RFC 2616                        HTTP/1.1                       June 1999


   A server using chunked transfer-coding in a response MUST NOT use the
   trailer for any header fields unless at least one of the following is
   true:

   a)the request included a TE header field that indicates "trailers" is
     acceptable in the transfer-coding of the  response, as described in
     section 14.39; or,

   b)the server is the origin server for the response, the trailer
     fields consist entirely of optional metadata, and the recipient
     could use the message (in a manner acceptable to the origin server)
     without receiving this metadata.  In other words, the origin server
     is willing to accept the possibility that the trailer fields might
     be silently discarded along the path to the client.

   This requirement prevents an interoperability failure when the
   message is being received by an HTTP/1.1 (or later) proxy and
   forwarded to an HTTP/1.0 recipient. It avoids a situation where
   compliance with the protocol would have necessitated a possibly
   infinite buffer on the proxy.

   An example process for decoding a Chunked-Body is presented in
   appendix 19.4.6.

   All HTTP/1.1 applications MUST be able to receive and decode the
   "chunked" transfer-coding, and MUST ignore chunk-extension extensions
   they do not understand.

3.7 Media Types

   HTTP uses Internet Media Types [17] in the Content-Type (section
   14.17) and Accept (section 14.1) header fields in order to provide
   open and extensible data typing and type negotiation.

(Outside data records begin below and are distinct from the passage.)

/// Presentation layer: double-buffered, diff-based terminal renderer.
///
/// How it works:
///   1. Build the next frame into `front` buffer (array of Cell)
///   2. Compare each cell with `back` buffer (previous frame)
///   3. Only emit terminal commands for cells that changed
///   4. All commands are batched with `queue!`, flushed once at the end
///   5. Swap front/back
///
/// One tile = 2 terminal columns × 1 row. The player sprite is one tile
/// wide and two tall; a crouching body is drawn in the lower row only.

use std::io::{self, BufWriter, Write};

use crossterm::{
    cursor::{self, MoveTo},
    event::{KeyboardEnhancementFlags, PopKeyboardEnhancementFlags, PushKeyboardEnhancementFlags},
    execute, queue,
    style::{Color, Print, ResetColor, SetBackgroundColor, SetForegroundColor},
    terminal::{self, Clear, ClearType},
};

use ladders::domain::entity::{Facing, PlayerState, SPRITE_SIZE};
use ladders::domain::tile::{TileKind, TILE_SIZE};
use ladders::sim::world::{MaskTiming, World};

// ── Cell: the unit of the back-buffer ──

#[derive(Clone, Copy, PartialEq, Eq)]
struct Cell {
    ch: char,
    fg: Color,
    bg: Color,
}

impl Cell {
    /// Explicit dark background for every cell, matching the Clear color.
    const BASE_BG: Color = Color::Rgb { r: 22, g: 22, b: 35 };

    const BLANK: Cell = Cell { ch: ' ', fg: Color::White, bg: Cell::BASE_BG };

    /// Sentinel used to invalidate the back buffer.
    const INVALID: Cell = Cell { ch: '?', fg: Color::Magenta, bg: Color::Magenta };

    fn new(ch: char, fg: Color) -> Self {
        Cell { ch, fg, bg: Cell::BASE_BG }
    }
}

// ── FrameBuffer: a 2D grid of Cells ──

struct FrameBuffer {
    width: usize,
    height: usize,
    cells: Vec<Cell>,
}

impl FrameBuffer {
    fn new(w: usize, h: usize) -> Self {
        FrameBuffer { width: w, height: h, cells: vec![Cell::BLANK; w * h] }
    }

    fn resize(&mut self, w: usize, h: usize) {
        if self.width != w || self.height != h {
            self.width = w;
            self.height = h;
            self.cells = vec![Cell::BLANK; w * h];
        }
    }

    fn clear(&mut self) {
        self.cells.fill(Cell::BLANK);
    }

    fn set(&mut self, x: usize, y: usize, cell: Cell) {
        if x < self.width && y < self.height {
            self.cells[y * self.width + x] = cell;
        }
    }

    fn get(&self, x: usize, y: usize) -> Cell {
        if x < self.width && y < self.height {
            self.cells[y * self.width + x]
        } else {
            Cell::BLANK
        }
    }

    fn put_str(&mut self, x: usize, y: usize, s: &str, fg: Color) {
        for (i, ch) in s.chars().enumerate() {
            if x + i >= self.width {
                break;
            }
            self.set(x + i, y, Cell::new(ch, fg));
        }
    }
}

// ── Renderer ──

/// Terminal columns per tile.
const CELL_W: usize = 2;

/// Vertical layout
const HUD_ROW: usize = 0;
const MAP_ROW: usize = 2;

pub struct Renderer {
    writer: BufWriter<io::Stdout>,
    front: FrameBuffer,
    back: FrameBuffer,
    term_w: usize,
    term_h: usize,
    enhanced_keys: bool,
}

impl Renderer {
    pub fn new() -> Self {
        Renderer {
            writer: BufWriter::with_capacity(16384, io::stdout()),
            front: FrameBuffer::new(0, 0),
            back: FrameBuffer::new(0, 0),
            term_w: 0,
            term_h: 0,
            enhanced_keys: false,
        }
    }

    /// Enter raw mode and the alternate screen. Returns true if the
    /// terminal will report key Release events.
    pub fn init(&mut self) -> io::Result<bool> {
        terminal::enable_raw_mode()?;
        execute!(
            self.writer,
            terminal::EnterAlternateScreen,
            cursor::Hide,
            SetBackgroundColor(Cell::BASE_BG),
            Clear(ClearType::All)
        )?;

        if terminal::supports_keyboard_enhancement().unwrap_or(false) {
            execute!(
                self.writer,
                PushKeyboardEnhancementFlags(KeyboardEnhancementFlags::REPORT_EVENT_TYPES)
            )?;
            self.enhanced_keys = true;
        }

        let (tw, th) = terminal::size().unwrap_or((80, 24));
        self.term_w = tw as usize;
        self.term_h = th as usize;
        self.front.resize(self.term_w, self.term_h);
        self.back.resize(self.term_w, self.term_h);
        // Force full repaint on first frame
        self.back.cells.fill(Cell::INVALID);

        Ok(self.enhanced_keys)
    }

    pub fn cleanup(&mut self) -> io::Result<()> {
        if self.enhanced_keys {
            execute!(self.writer, PopKeyboardEnhancementFlags)?;
        }
        execute!(self.writer, ResetColor, cursor::Show, terminal::LeaveAlternateScreen)?;
        terminal::disable_raw_mode()
    }

    pub fn render(&mut self, world: &World) -> io::Result<()> {
        let (tw, th) = terminal::size().unwrap_or((80, 24));
        if tw as usize != self.term_w || th as usize != self.term_h {
            self.term_w = tw as usize;
            self.term_h = th as usize;
            self.front.resize(self.term_w, self.term_h);
            self.back.resize(self.term_w, self.term_h);
            self.back.cells.fill(Cell::INVALID);
            queue!(self.writer, SetBackgroundColor(Cell::BASE_BG), Clear(ClearType::All))?;
        }

        self.front.clear();
        self.compose_hud(world);
        self.compose_map(world);
        self.compose_player(world);
        self.compose_help(world);

        self.flush_diff()?;
        std::mem::swap(&mut self.front, &mut self.back);
        Ok(())
    }

    // ── Diff flush: only write changed cells ──

    fn flush_diff(&mut self) -> io::Result<()> {
        let mut last_fg = Color::White;
        let mut last_bg = Cell::BASE_BG;
        let mut need_move = true;
        let mut last_x: usize = 0;
        let mut last_y: usize = 0;

        queue!(self.writer, SetForegroundColor(Color::White), SetBackgroundColor(Cell::BASE_BG))?;

        for y in 0..self.front.height {
            for x in 0..self.front.width {
                let cell = self.front.get(x, y);
                if cell == self.back.get(x, y) {
                    need_move = true;
                    continue;
                }

                if need_move || x != last_x + 1 || y != last_y {
                    queue!(self.writer, MoveTo(x as u16, y as u16))?;
                    need_move = false;
                }
                if cell.fg != last_fg {
                    queue!(self.writer, SetForegroundColor(cell.fg))?;
                    last_fg = cell.fg;
                }
                if cell.bg != last_bg {
                    queue!(self.writer, SetBackgroundColor(cell.bg))?;
                    last_bg = cell.bg;
                }
                queue!(self.writer, Print(cell.ch))?;
                last_x = x;
                last_y = y;
            }
        }

        self.writer.flush()
    }

    // ── Compose: build front buffer content ──

    fn compose_hud(&mut self, w: &World) {
        let p = &w.player;
        let facing = match p.facing {
            Facing::Left => '<',
            Facing::Right => '>',
        };
        let line = format!(
            "{}  {:<9} {}  anim {}#{}  ladder {}  top {}  floor {}",
            w.level_name,
            p.state.name(),
            facing,
            w.animator.clip().name,
            w.animator.frame(),
            flag(p.on_ladder_tile),
            flag(p.on_ladder_top),
            flag(w.grounded),
        );
        self.front.put_str(0, HUD_ROW, &line, Color::White);
    }

    fn compose_map(&mut self, w: &World) {
        for tile in w.grid.iter() {
            let (glyph, fg) = match tile.kind {
                TileKind::Empty => continue,
                TileKind::Floor => (['=', '='], Color::Grey),
                TileKind::Brick => (['#', '#'], Color::DarkRed),
                TileKind::Ladder => (['|', '|'], Color::DarkYellow),
                TileKind::LadderTop if tile.collides.any() => (['T', 'T'], Color::Yellow),
                TileKind::LadderTop => (['t', 't'], Color::DarkGrey),
            };
            let col = tile.x * CELL_W;
            let row = MAP_ROW + tile.y;
            self.front.set(col, row, Cell::new(glyph[0], fg));
            self.front.set(col + 1, row, Cell::new(glyph[1], fg));
        }
    }

    fn compose_player(&mut self, w: &World) {
        let p = &w.player;
        let left = p.position.x - SPRITE_SIZE.x / 2.0;
        let top = p.position.y - SPRITE_SIZE.y / 2.0;
        if left < 0.0 || top < 0.0 {
            return;
        }

        let col = (left / TILE_SIZE).round() as usize * CELL_W;
        let row = MAP_ROW + (top / TILE_SIZE).round() as usize;

        let (head, body) = sprite(p.state, p.facing);
        let fg = Color::Cyan;
        if let Some(head) = head {
            self.front.put_str(col, row, head, fg);
        }
        self.front.put_str(col, row + 1, body, fg);
    }

    fn compose_help(&mut self, w: &World) {
        let row = MAP_ROW + w.grid.height() + 1;
        let timing = match w.options.mask_timing {
            MaskTiming::Lagged => "lagged",
            MaskTiming::Immediate => "immediate",
        };
        let help = format!(
            "[←→] walk  [↑↓] climb/crouch  [W/Space] jump  [R] restart  [Q/Esc] quit   tick {}  mask {}",
            w.tick, timing
        );
        self.front.put_str(0, row, &help, Color::DarkGrey);
    }
}

fn flag(on: bool) -> char {
    if on { '●' } else { '·' }
}

/// Two-column glyphs for the sprite's upper and lower tile.
fn sprite(state: PlayerState, facing: Facing) -> (Option<&'static str>, &'static str) {
    let head = match facing {
        Facing::Left => "<o",
        Facing::Right => "o>",
    };
    match state {
        PlayerState::Crouching => (None, "oo"),
        PlayerState::Climbing | PlayerState::OnLadder => (Some("[o"), "/]"),
        PlayerState::Jumping => (Some(head), "/\\"),
        PlayerState::Falling => (Some(head), "\\/"),
        PlayerState::Walking => (Some(head), "/|"),
        PlayerState::Standing => (Some(head), "||"),
    }
}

       media-type     = type "/" subtype *( ";" parameter )
       type           = token
       subtype        = token

   Parameters MAY follow the type/subtype in the form of attribute/value
   pairs (as defined in section 3.6).

   The type, subtype, and parameter attribute names are case-
   insensitive. Parameter values might or might not be case-sensitive,
   depending on the semantics of the parameter name. Linear white space
   (LWS) MUST NOT be used between the type and subtype, nor between an
   attribute and its value. The presence or absence of a parameter might
   be significant to the processing of a media-type, depending on its
   definition within the media type registry.




 
RFC 2616                        HTTP/1.1                       June 1999


   Note that some older HTTP applications do not recognize media type
   parameters. When sending data to older HTTP applications,
   implementations SHOULD only use media type parameters when they are
   required by that type/subtype definition.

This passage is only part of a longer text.